2. Geological Background

Tarim Basin is located in northwest China, with an area of . It is the largest petroliferous basin in inland China. From north to south, the basin is divided into seven major structural units: Kuqa depression, the Tabei uplift belt, the Northern depression belt (the Awati sag and Manjiaer sag), the Central uplift (the Bachu uplift, Tazhong uplift, and Guchengxu uplift), the Southwest depression belt, the Tadong uplift, and Southeast depression (Figure 1(a)). The study area is located in the southern part of the Shuntuoguole low uplift, adjacent to the Tabei Uplift in the north, Tazhong Uplift in the south, and Manjiaer sag in the east, which is a relatively stable paleostructural unit (Figure 1(b)).

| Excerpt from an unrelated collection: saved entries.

// Emitters: publish/subscribe brokers fanning events out to subscribers
//
// Two implementations share one contract:
// - InMemoryEmitter: process-local subscriber set
// - RedisEmitter: cross-process fan-out over Redis pub/sub

mod memory;
mod redis;

pub use self::memory::InMemoryEmitter;
pub use self::redis::{
    IncomingStream, PubSubBackend, RedisBackend, RedisEmitter, RedisEmitterConfig,
};

use async_trait::async_trait;
use serde_json::Value;
use tokio_util::sync::CancellationToken;

use crate::event::{EventFilter, EventMessage, PublishOptions, SubscribeOptions};
use crate::queue::{Mailbox, Subscription};
use crate::Result;

/// Publish/subscribe broker consumed by domain collaborators and transports.
#[async_trait]
pub trait ServerEmitter: Send + Sync {
    /// Register a new subscriber and return its message sequence.
    ///
    /// Fails with [`crate::TidewireError::EmitterClosed`] after `close()`.
    async fn subscribe(&self, opts: SubscribeOptions) -> Result<Subscription>;

    /// Wrap `data` into an [`EventMessage`] and fan it out.
    ///
    /// Payloads are not validated here; callers validate before publishing.
    async fn publish(&self, event: &str, data: Value, opts: PublishOptions) -> Result<()>;

    /// Terminate every live subscription. Idempotent.
    async fn close(&self);

    fn is_closed(&self) -> bool;

    /// Number of live local subscribers.
    fn subscriber_count(&self) -> usize;
}

/// Emitter-owned record of one `subscribe()` call.
pub(crate) struct Subscriber {
    pub(crate) id: u64,
    pub(crate) channel: Option<String>,
    pub(crate) filter: Option<EventFilter>,
    pub(crate) mailbox: Mailbox,
    pub(crate) cancel: CancellationToken,
}

impl Subscriber {
    pub(crate) fn new(id: u64, opts: SubscribeOptions) -> Self {
        Self {
            id,
            channel: opts.channel,
            filter: opts.filter,
            mailbox: Mailbox::new(),
            cancel: opts.cancel.unwrap_or_else(CancellationToken::new),
        }
    }

    /// Channel rule: an unbound subscriber matches any publish, a bound one only its channel.
    pub(crate) fn matches_channel(&self, channel: Option<&str>) -> bool {
        match self.channel.as_deref() {
            None => true,
            Some(bound) => Some(bound) == channel,
        }
    }

    pub(crate) fn accepts(&self, msg: &EventMessage) -> bool {
        self.filter.as_ref().map_or(true, |filter| filter(msg))
    }

    pub(crate) fn matches(&self, channel: Option<&str>, msg: &EventMessage) -> bool {
        self.matches_channel(channel) && self.accepts(msg)
    }

    /// Queue `msg` unless the subscriber is cancelled or closed.
    pub(crate) fn deliver(&self, msg: EventMessage) -> bool {
        if self.cancel.is_cancelled() {
            return false;
        }
        self.mailbox.push(msg)
    }

    pub(crate) fn close(&self) {
        self.mailbox.close();
    }

    pub(crate) fn is_live(&self) -> bool {
        !self.cancel.is_cancelled() && !self.mailbox.is_closed()
    }
}

#[cfg(test)]
mod tests {
    use super::*;
    use serde_json::json;

    #[test]
    fn channel_matching_rule() {
        let unbound = Subscriber::new(1, SubscribeOptions::default());
        let bound = Subscriber::new(2, SubscribeOptions::channel("room-1"));
        let msg = EventMessage::new("message", json!({}), None);

        assert!(unbound.matches(None, &msg));
        assert!(unbound.matches(Some("room-2"), &msg));
        assert!(bound.matches(Some("room-1"), &msg));
        assert!(!bound.matches(Some("room-2"), &msg));
        assert!(!bound.matches(None, &msg));
    }

    #[test]
    fn filter_is_anded_with_channel() {
        let sub = Subscriber::new(
            1,
            SubscribeOptions::channel("room-1").with_filter(|m| m.event == "message"),
        );
        let message = EventMessage::new("message", json!({}), None);
        let typing = EventMessage::new("typing", json!({}), None);

        assert!(sub.matches(Some("room-1"), &message));
        assert!(!sub.matches(Some("room-1"), &typing));
        assert!(!sub.matches(Some("room-2"), &message));
    }

    #[test]
    fn cancelled_subscriber_refuses_delivery() {
        let cancel = CancellationToken::new();
        let sub = Subscriber::new(1, SubscribeOptions::default().with_cancel(cancel.clone()));
        assert!(sub.deliver(EventMessage::new("a", json!(1), None)));
        cancel.cancel();
        assert!(!sub.is_live());
        assert!(!sub.deliver(EventMessage::new("a", json!(2), None)));
    }
}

The Shuntuoguole region has experienced multistage tectonic evolution. In the early Caledonian period (Cambrian to Middle Ordovician), the Shuntuoguole region was in the stage of weak extension within the craton and experienced regional stable tectonic subsidence [13]. In the middle Caledonian (Ordovician), the area is in the stage of craton uplift formation under compression. At the end of the Late Ordovician, Tazhong uplift and Tabei uplift on the north and south side of the Shuntuoguole low rise were fully formed, and the overall compression state lasted until the late Caledonian to early Hercynian (Silurian to Devonian) [14]. In the middle and late Hercynian (Carboniferous to Permian), affected by continuous uplift of Tabei uplift, the Shuntuoguole low rise was also further uplifted [15]. During Indosinian to Yanshanian (Triassic to Cretaceous), the Shuntuoguole region continued to be buried and the present structural pattern was formed in the Himalayan period [15, 16].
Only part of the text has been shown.